Metrô e ônibus de Londres superlotam após anúncio de relaxamento de quarentena

Publicado em: 11 de maio de 2020

Estações com passageiros aglomerados e muitos sem máscara

Mesmo com comunicado, medidas de restrição continuam e data gera confusão

ADAMO BAZANI/ALEXANDRE PELEGI

Um dia depois de o primeiro-ministro britânico, Boris Johnson, anunciar o relaxamento da quarentena, ônibus e metrô em Londres registraram superlotação.

Segundo imagens de câmeras de estações divulgadas pelo portal inglês SkyNews, o fluxo de passageiros era igual de um dia normal antes da pandemia da Covid-19 nesta segunda-feira, 11 de maio de 2020.

Os ônibus também estavam transportando uma demanda semelhante a de dias anteriores à pandemia.

Muitos passageiros, tanto nos sistemas de ônibus como de metrô, estavam sem máscaras.

As plataformas das estações de Canning Town e Queensbury na Linha Jubilee, registradas nas imagens, tiveram aglomeração.

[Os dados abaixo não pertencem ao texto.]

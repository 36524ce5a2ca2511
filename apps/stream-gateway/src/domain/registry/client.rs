//! Client types stored in the registries.

use super::channel::{ClientReceiver, ClientSender, Delivery, DeliveryPolicy, client_channel};
use crate::domain::feed::{BidAsk, ClientId, Quote, Tick, TradeExecution};

/// A registry member identified by its client id.
pub trait Subscriber: Send + Sync + 'static {
    /// Client identifier.
    fn id(&self) -> ClientId;
}

/// A registry member able to receive events of type `E`.
pub trait Deliver<E>: Subscriber {
    /// Hand one event to the client's channel for `E`.
    fn deliver(&self, event: E) -> Delivery;
}

// =============================================================================
// Market Data Client
// =============================================================================

/// Downstream consumer of tick and bid/ask events.
#[derive(Debug)]
pub struct MarketClient {
    id: ClientId,
    ticks: ClientSender<Tick>,
    bid_asks: ClientSender<BidAsk>,
}

/// Receiving side of a [`MarketClient`].
#[derive(Debug)]
pub struct MarketReceivers {
    /// Tick events.
    pub ticks: ClientReceiver<Tick>,
    /// Bid/ask events.
    pub bid_asks: ClientReceiver<BidAsk>,
}

impl MarketClient {
    /// Create a client with a fresh id and one channel per market feed.
    #[must_use]
    pub fn new(policy: DeliveryPolicy) -> (Self, MarketReceivers) {
        Self::with_id(ClientId::new(), policy)
    }

    /// Create a client with a given id.
    #[must_use]
    pub fn with_id(id: ClientId, policy: DeliveryPolicy) -> (Self, MarketReceivers) {
        let (tick_tx, tick_rx) = client_channel(policy);
        let (bid_ask_tx, bid_ask_rx) = client_channel(policy);
        (
            Self {
                id,
                ticks: tick_tx,
                bid_asks: bid_ask_tx,
            },
            MarketReceivers {
                ticks: tick_rx,
                bid_asks: bid_ask_rx,
            },
        )
    }
}

impl Subscriber for MarketClient {
    fn id(&self) -> ClientId {
        self.id
    }
}

impl Deliver<Tick> for MarketClient {
    fn deliver(&self, event: Tick) -> Delivery {
        self.ticks.deliver(event)
    }
}

impl Deliver<BidAsk> for MarketClient {
    fn deliver(&self, event: BidAsk) -> Delivery {
        self.bid_asks.deliver(event)
    }
}

// =============================================================================
// Stock Quote Client
// =============================================================================

/// Downstream consumer of stock quotes.
#[derive(Debug)]
pub struct QuoteClient {
    id: ClientId,
    quotes: ClientSender<Quote>,
}

impl QuoteClient {
    /// Create a client with a fresh id.
    #[must_use]
    pub fn new(policy: DeliveryPolicy) -> (Self, ClientReceiver<Quote>) {
        Self::with_id(ClientId::new(), policy)
    }

    /// Create a client with a given id.
    #[must_use]
    pub fn with_id(id: ClientId, policy: DeliveryPolicy) -> (Self, ClientReceiver<Quote>) {
        let (tx, rx) = client_channel(policy);
        (Self { id, quotes: tx }, rx)
    }
}

impl Subscriber for QuoteClient {
    fn id(&self) -> ClientId {
        self.id
    }
}

impl Deliver<Quote> for QuoteClient {
    fn deliver(&self, event: Quote) -> Delivery {
        self.quotes.deliver(event)
    }
}

// =============================================================================
// Trade Client
// =============================================================================

/// Downstream consumer of trade executions.
#[derive(Debug)]
pub struct TradeClient {
    id: ClientId,
    trades: ClientSender<TradeExecution>,
}

impl TradeClient {
    /// Create a client with a fresh id and a lossless trade channel.
    #[must_use]
    pub fn new() -> (Self, ClientReceiver<TradeExecution>) {
        Self::with_id(ClientId::new())
    }

    /// Create a client with a given id.
    #[must_use]
    pub fn with_id(id: ClientId) -> (Self, ClientReceiver<TradeExecution>) {
        let (tx, rx) = client_channel(DeliveryPolicy::Lossless);
        (Self { id, trades: tx }, rx)
    }
}

impl Subscriber for TradeClient {
    fn id(&self) -> ClientId {
        self.id
    }
}

impl Deliver<TradeExecution> for TradeClient {
    fn deliver(&self, event: TradeExecution) -> Delivery {
        self.trades.deliver(event)
    }
}
//! gRPC Upstream Adapter
//!
//! [`MarketDataSource`] over a tonic channel to the upstream
//! `gateway.v1.MarketDataService`. The channel connects lazily and
//! reconnects on demand, so each subscription attempt is one RPC.

use std::collections::HashMap;
use std::time::Duration;

use async_trait::async_trait;
use futures::StreamExt;
use tonic::client::Grpc;
use tonic::codegen::http::uri::PathAndQuery;
use tonic::transport::{Channel, Endpoint};
use tonic_prost::ProstCodec;

use super::proto;
use crate::application::ports::{FeedStream, MarketDataSource, UpstreamError};
use crate::domain::feed::{BidAsk, Code, Quote, Snapshot, SnapshotKind, Tick, TradeExecution};

const SUBSCRIBE_TICK_PATH: &str = "/gateway.v1.MarketDataService/SubscribeTick";
const SUBSCRIBE_BID_ASK_PATH: &str = "/gateway.v1.MarketDataService/SubscribeBidAsk";
const SUBSCRIBE_QUOTE_PATH: &str = "/gateway.v1.MarketDataService/SubscribeStockQuote";
const SUBSCRIBE_TRADE_PATH: &str = "/gateway.v1.MarketDataService/SubscribeTrade";
const UPDATE_TRADE_PATH: &str = "/gateway.v1.MarketDataService/UpdateAndPublishTrade";
const GET_SNAPSHOT_PATH: &str = "/gateway.v1.MarketDataService/GetSnapshot";

/// Upstream client over a shared tonic channel.
#[derive(Debug, Clone)]
pub struct GrpcMarketDataSource {
    inner: Grpc<Channel>,
}

impl GrpcMarketDataSource {
    /// Create a client for `uri` without connecting yet.
    ///
    /// # Errors
    ///
    /// Returns `UpstreamError::Transport` if the URI is invalid.
    pub fn connect_lazy(uri: &str, connect_timeout: Duration) -> Result<Self, UpstreamError> {
        let endpoint = Endpoint::from_shared(uri.to_string())
            .map_err(|e| UpstreamError::Transport {
                message: e.to_string(),
            })?
            .connect_timeout(connect_timeout)
            .tcp_nodelay(true);
        Ok(Self {
            inner: Grpc::new(endpoint.connect_lazy()),
        })
    }

    async fn ready(&self) -> Result<Grpc<Channel>, UpstreamError> {
        let mut grpc = self.inner.clone();
        grpc.ready().await.map_err(|e| UpstreamError::Transport {
            message: format!("service was not ready: {e}"),
        })?;
        Ok(grpc)
    }

    async fn open_stream<Req, Resp, E>(
        &self,
        request: Req,
        path: &'static str,
    ) -> Result<FeedStream<E>, UpstreamError>
    where
        Req: prost::Message + Send + Sync + 'static,
        Resp: prost::Message + Default + Send + 'static,
        E: TryFrom<Resp, Error = UpstreamError> + Send + 'static,
    {
        let mut grpc = self.ready().await?;
        let codec = ProstCodec::<Req, Resp>::default();
        let response = grpc
            .server_streaming(
                tonic::Request::new(request),
                PathAndQuery::from_static(path),
                codec,
            )
            .await
            .map_err(status_error)?;

        let stream = response
            .into_inner()
            .map(|item| item.map_err(status_error).and_then(E::try_from));
        Ok(stream.boxed())
    }
}

fn status_error(status: tonic::Status) -> UpstreamError {
    UpstreamError::Rpc {
        code: status.code().description().to_string(),
        message: status.message().to_string(),
    }
}

#[async_trait]
impl MarketDataSource for GrpcMarketDataSource {
    async fn subscribe_tick(&self, code: &str) -> Result<FeedStream<Tick>, UpstreamError> {
        let request = proto::SubscribeRequest {
            code: code.to_string(),
        };
        self.open_stream::<_, proto::Tick, _>(request, SUBSCRIBE_TICK_PATH)
            .await
    }

    async fn subscribe_bid_ask(&self, code: &str) -> Result<FeedStream<BidAsk>, UpstreamError> {
        let request = proto::SubscribeRequest {
            code: code.to_string(),
        };
        self.open_stream::<_, proto::BidAsk, _>(request, SUBSCRIBE_BID_ASK_PATH)
            .await
    }

    async fn subscribe_quote(&self, code: &str) -> Result<FeedStream<Quote>, UpstreamError> {
        let request = proto::SubscribeRequest {
            code: code.to_string(),
        };
        self.open_stream::<_, proto::StockQuote, _>(request, SUBSCRIBE_QUOTE_PATH)
            .await
    }

    async fn subscribe_trade(&self) -> Result<FeedStream<TradeExecution>, UpstreamError> {
        self.open_stream::<_, proto::Trade, _>(proto::TradeStreamRequest {}, SUBSCRIBE_TRADE_PATH)
            .await
    }

    async fn trigger_trade_update(&self) -> Result<(), UpstreamError> {
        let mut grpc = self.ready().await?;
        let codec =
            ProstCodec::<proto::TradeUpdateRequest, proto::TradeUpdateResponse>::default();
        grpc.unary(
            tonic::Request::new(proto::TradeUpdateRequest {}),
            PathAndQuery::from_static(UPDATE_TRADE_PATH),
            codec,
        )
        .await
        .map_err(status_error)?;
        Ok(())
    }

    async fn get_snapshot(
        &self,
        kind: SnapshotKind,
        codes: &[Code],
    ) -> Result<HashMap<Code, Snapshot>, UpstreamError> {
        let mut grpc = self.ready().await?;
        let request = proto::SnapshotRequest {
            r#type: proto::SnapshotType::from(kind).into(),
            codes: codes.to_vec(),
        };
        let codec = ProstCodec::<proto::SnapshotRequest, proto::SnapshotResponse>::default();
        let response = grpc
            .unary(
                tonic::Request::new(request),
                PathAndQuery::from_static(GET_SNAPSHOT_PATH),
                codec,
            )
            .await
            .map_err(status_error)?;

        let mut snapshots = HashMap::new();
        for (code, entry) in response.into_inner().snapshots {
            match Snapshot::try_from(entry) {
                Ok(snapshot) => {
                    snapshots.insert(code, snapshot);
                }
                Err(e) => tracing::warn!(code = %code, error = %e, "Discarding invalid snapshot"),
            }
        }
        Ok(snapshots)
    }
}

#[cfg(test)]
mod tests {
    use super::*;

    #[test]
    fn invalid_uri_is_rejected() {
        let result = GrpcMarketDataSource::connect_lazy("not a uri", Duration::from_secs(1));
        assert!(matches!(result, Err(UpstreamError::Transport { .. })));
    }

    #[test]
    fn status_maps_to_rpc_error() {
        let err = status_error(tonic::Status::not_found("no such code"));
        match err {
            UpstreamError::Rpc { code, message } => {
                assert_eq!(code, tonic::Code::NotFound.description());
                assert_eq!(message, "no such code");
            }
            other => panic!("unexpected error: {other:?}"),
        }
    }
}
//! Stream Gateway Binary
//!
//! Starts the futures market, stock quote and trade fan-out gateway.
//!
//! # Usage
//!
//! ```bash
//! cargo run --bin stream-gateway
//! ```
//!
//! # Environment Variables
//!
//! - `UPSTREAM_GRPC_HOST` / `UPSTREAM_GRPC_PORT`: Upstream service (default: 127.0.0.1:56666)
//! - `GATEWAY_HTTP_PORT`: HTTP / WebSocket port (default: 23456)
//! - `GATEWAY_CODES`: Comma separated futures codes streamed from startup
//! - `GATEWAY_STOCK_CODES`: Comma separated stock codes streamed from startup
//! - `OTEL_ENABLED`: Enable OpenTelemetry (default: true)
//! - `OTEL_EXPORTER_OTLP_ENDPOINT`: OTLP endpoint (default: <http://localhost:4317>)
//! - `OTEL_SERVICE_NAME`: Service name (default: capitan-stream-gateway)
//! - `RUST_LOG`: Log level (default: info)

use std::sync::Arc;
use std::time::Duration;

use anyhow::Context;
use stream_gateway::application::ports::{MarketDataSource, TradeRepository};
use stream_gateway::infrastructure::bus::{
    SharedTopicBus, TOPIC_REFERENCE_DATA_READY, subscribe_topic,
};
use stream_gateway::infrastructure::telemetry;
use stream_gateway::{
    AppState, ControlEvent, FeedKind, GatewayConfig, GatewayServer, GrpcMarketDataSource,
    InMemoryTradeRepository, MarketStream, MarketStreamConfig, StockStream, TickLatencyMonitor,
    TopicBus, TradeStream, TradeStreamConfig, init_metrics,
};
use tokio::signal;
use tokio_util::sync::CancellationToken;

/// Graceful shutdown timeout.
const SHUTDOWN_TIMEOUT: Duration = Duration::from_secs(10);

#[tokio::main]
async fn main() -> anyhow::Result<()> {
    let _ = dotenvy::dotenv();

    let _telemetry_guard = telemetry::init();

    tracing::info!("Starting Stream Gateway");

    if let Err(e) = init_metrics() {
        tracing::warn!(error = %e, "Prometheus recorder not installed");
    }

    let config = GatewayConfig::from_env().context("invalid gateway configuration")?;
    log_config(&config);

    let shutdown_token = CancellationToken::new();
    let bus = Arc::new(TopicBus::new(config.fan_out.bus_capacity));

    let source: Arc<dyn MarketDataSource> = Arc::new(
        GrpcMarketDataSource::connect_lazy(&config.upstream.uri(), config.upstream.connect_timeout)
            .context("invalid upstream endpoint")?,
    );
    let trades: Arc<dyn TradeRepository> = Arc::new(InMemoryTradeRepository::new());

    let market = MarketStream::start(
        Arc::clone(&source),
        Arc::clone(&bus),
        MarketStreamConfig::from_config(&config),
        &shutdown_token,
    );
    let stock = StockStream::start(
        Arc::clone(&source),
        Arc::clone(&bus),
        MarketStreamConfig::from_config(&config),
        &shutdown_token,
    );
    let trade = TradeStream::start(
        Arc::clone(&source),
        Arc::clone(&bus),
        Arc::clone(&trades),
        TradeStreamConfig::from_config(&config),
        &shutdown_token,
    );
    let _latency = TickLatencyMonitor::start(Arc::clone(&bus), &shutdown_token);

    // Announce startup codes, then unblock the trade stream.
    announce(&bus, &config.streams.codes, &[FeedKind::Tick, FeedKind::BidAsk]);
    announce(&bus, &config.streams.stock_codes, &[FeedKind::Quote]);
    bus.publish(TOPIC_REFERENCE_DATA_READY, ControlEvent::ReferenceDataReady);

    let state = Arc::new(AppState::new(
        market,
        stock,
        trade,
        trades,
        config.server.ws_write_buffer,
        shutdown_token.child_token(),
    ));
    let server = GatewayServer::new(config.server.http_port, state, shutdown_token.clone());
    let server_handle = tokio::spawn(async move {
        if let Err(e) = server.run().await {
            tracing::error!(error = %e, "Gateway server error");
        }
    });

    tracing::info!("Stream gateway ready");

    await_shutdown(shutdown_token).await;

    if tokio::time::timeout(SHUTDOWN_TIMEOUT, server_handle)
        .await
        .is_err()
    {
        tracing::warn!("Gateway server did not stop in time");
    }

    tracing::info!("Stream gateway stopped");
    Ok(())
}

/// Log the parsed configuration.
fn log_config(config: &GatewayConfig) {
    tracing::info!(
        upstream = %config.upstream.uri(),
        http_port = config.server.http_port,
        codes = config.streams.codes.len(),
        stock_codes = config.streams.stock_codes.len(),
        "Configuration loaded"
    );
    tracing::debug!(
        ingest_capacity = config.fan_out.ingest_capacity,
        client_capacity = config.fan_out.client_capacity,
        bus_capacity = config.fan_out.bus_capacity,
        "Fan-out capacities"
    );
}

/// Publish a subscribe request for every `(kind, code)` pair.
fn announce(bus: &SharedTopicBus, codes: &[String], kinds: &[FeedKind]) {
    for code in codes {
        for &kind in kinds {
            if let Some(topic) = subscribe_topic(kind) {
                bus.publish(
                    topic,
                    ControlEvent::Subscribe {
                        kind,
                        code: code.clone(),
                    },
                );
            }
        }
    }
}

/// Wait for shutdown signal (SIGTERM or SIGINT).
async fn await_shutdown(shutdown_token: CancellationToken) {
    let ctrl_c = async {
        if let Err(e) = signal::ctrl_c().await {
            tracing::error!(error = %e, "Ctrl+C handler failed");
            std::future::pending::<()>().await;
        }
    };

    #[cfg(unix)]
    let terminate = async {
        match signal::unix::signal(signal::unix::SignalKind::terminate()) {
            Ok(mut sigterm) => {
                sigterm.recv().await;
            }
            Err(e) => {
                tracing::error!(error = %e, "SIGTERM handler failed");
                std::future::pending::<()>().await;
            }
        }
    };

    #[cfg(not(unix))]
    let terminate = std::future::pending::<()>();

    tokio::select! {
        () = ctrl_c => {
            tracing::info!("Received Ctrl+C, initiating shutdown");
        }
        () = terminate => {
            tracing::info!("Received SIGTERM, initiating shutdown");
        }
    }

    shutdown_token.cancel();

    tracing::info!(
        timeout_secs = SHUTDOWN_TIMEOUT.as_secs(),
        "Graceful shutdown started"
    );
}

Ao portal britânico, o prefeito de Londres, Sadiq Khan, disse que a rede de metrô atualmente opera com 5% de capacidade e os ônibus de Londres com 10% de capacidade para aderir às regras de distanciamento social e fez um apelo para as pessoas ficarem em casa se não precisarem sair.

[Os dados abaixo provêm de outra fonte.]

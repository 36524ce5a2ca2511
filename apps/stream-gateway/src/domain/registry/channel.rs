//! Per-client delivery channels.
//!
//! Each client owns one channel per feed kind. The sending half lives in
//! exactly one registry entry and is not `Clone`, so removing the entry is
//! the only way the channel gets closed.

use tokio::sync::mpsc;
use tokio::sync::mpsc::error::TrySendError;

/// Overflow behavior of a client channel.
#[derive(Debug, Clone, Copy, PartialEq, Eq)]
pub enum DeliveryPolicy {
    /// Bounded buffer; a full buffer drops the incoming event.
    DropNewest {
        /// Buffered events before drops start.
        capacity: usize,
    },
    /// Unbounded buffer; nothing is dropped while the receiver is alive.
    Lossless,
}

/// Result of handing one event to a client channel.
#[derive(Debug, Clone, Copy, PartialEq, Eq)]
pub enum Delivery {
    /// Event queued for the client.
    Delivered,
    /// Buffer was full and the event was discarded.
    Dropped,
    /// Receiver is gone.
    Closed,
}

#[derive(Debug)]
enum SenderInner<E> {
    Bounded(mpsc::Sender<E>),
    Unbounded(mpsc::UnboundedSender<E>),
}

#[derive(Debug)]
enum ReceiverInner<E> {
    Bounded(mpsc::Receiver<E>),
    Unbounded(mpsc::UnboundedReceiver<E>),
}

/// Sending half held by the registry.
#[derive(Debug)]
pub struct ClientSender<E> {
    inner: SenderInner<E>,
}

/// Receiving half held by the session.
#[derive(Debug)]
pub struct ClientReceiver<E> {
    inner: ReceiverInner<E>,
}

/// Create a client channel with the given overflow policy.
///
/// A zero `DropNewest` capacity is raised to one.
#[must_use]
pub fn client_channel<E>(policy: DeliveryPolicy) -> (ClientSender<E>, ClientReceiver<E>) {
    match policy {
        DeliveryPolicy::DropNewest { capacity } => {
            let (tx, rx) = mpsc::channel(capacity.max(1));
            (
                ClientSender {
                    inner: SenderInner::Bounded(tx),
                },
                ClientReceiver {
                    inner: ReceiverInner::Bounded(rx),
                },
            )
        }
        DeliveryPolicy::Lossless => {
            let (tx, rx) = mpsc::unbounded_channel();
            (
                ClientSender {
                    inner: SenderInner::Unbounded(tx),
                },
                ClientReceiver {
                    inner: ReceiverInner::Unbounded(rx),
                },
            )
        }
    }
}

impl<E> ClientSender<E> {
    /// Hand an event to the client without waiting.
    pub fn deliver(&self, event: E) -> Delivery {
        match &self.inner {
            SenderInner::Bounded(tx) => match tx.try_send(event) {
                Ok(()) => Delivery::Delivered,
                Err(TrySendError::Full(_)) => Delivery::Dropped,
                Err(TrySendError::Closed(_)) => Delivery::Closed,
            },
            SenderInner::Unbounded(tx) => match tx.send(event) {
                Ok(()) => Delivery::Delivered,
                Err(_) => Delivery::Closed,
            },
        }
    }

    /// Whether the receiving half has been dropped.
    #[must_use]
    pub fn is_closed(&self) -> bool {
        match &self.inner {
            SenderInner::Bounded(tx) => tx.is_closed(),
            SenderInner::Unbounded(tx) => tx.is_closed(),
        }
    }
}

impl<E> ClientReceiver<E> {
    /// Wait for the next event. `None` once the sender is gone and the
    /// buffer is drained.
    pub async fn recv(&mut self) -> Option<E> {
        match &mut self.inner {
            ReceiverInner::Bounded(rx) => rx.recv().await,
            ReceiverInner::Unbounded(rx) => rx.recv().await,
        }
    }

    /// Take a buffered event, if any.
    pub fn try_recv(&mut self) -> Option<E> {
        match &mut self.inner {
            ReceiverInner::Bounded(rx) => rx.try_recv().ok(),
            ReceiverInner::Unbounded(rx) => rx.try_recv().ok(),
        }
    }

    /// Whether the sending half is gone. Buffered events may remain.
    #[must_use]
    pub fn is_closed(&self) -> bool {
        match &self.inner {
            ReceiverInner::Bounded(rx) => rx.is_closed(),
            ReceiverInner::Unbounded(rx) => rx.is_closed(),
        }
    }

    /// Number of buffered events.
    #[must_use]
    pub fn len(&self) -> usize {
        match &self.inner {
            ReceiverInner::Bounded(rx) => rx.len(),
            ReceiverInner::Unbounded(rx) => rx.len(),
        }
    }

    /// Whether no events are buffered.
    #[must_use]
    pub fn is_empty(&self) -> bool {
        self.len() == 0
    }
}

A mensagem “de volta ao trabalho para alguns” do governo estava confusa.

Boris Johnson, em seu pronunciamento domingo, afirmou dirigindo-se aos ingleses: “você deveria trabalhar em casa sempre que possível e ir ao trabalho apenas quando fosse indispensável. Agora precisamos enfatizar que qualquer pessoa que não possa trabalhar em casa, por exemplo, em construção ou na indústria, deve ser incentivada a ir trabalhar”.

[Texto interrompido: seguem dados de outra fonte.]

//! Domain Layer
//!
//! Core fan-out types with no I/O: feed events, client channels and
//! registries, and upstream subscription bookkeeping.

pub mod feed;
pub mod registry;
pub mod subscription;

O secretário de Relações Exteriores, Dominic Raab, ao se deparar com a situação na manhã desta segunda-feira, declarou tardiamente que todos deveriam ter ficado em casa até quarta-feira, 13.

As postagens nas mídias sociais mostravam imagens de pessoas se empurrando para entrar nos trens do metrô e abandonando o distanciamento social.

Tarde demais para impedi-los“, disse à rede Sky News, o secretário Dominic Raab. Segundo Raaab, embora o governo queira que setores como construção e indústria voltem ao trabalho, “isso não começará até quarta-feira”.

A prefeitura de Londres pede que as empresas e escritórios cujos funcionários não podem ficar em casa colaborem escalonando os horários de entrada para evitar a superlotação no transporte público.

País de Gales, Escócia e Irlanda do Norte, apesar de integrarem o Reino Unido, têm governos independentes e decidiram manter a quarentena sem relaxamento.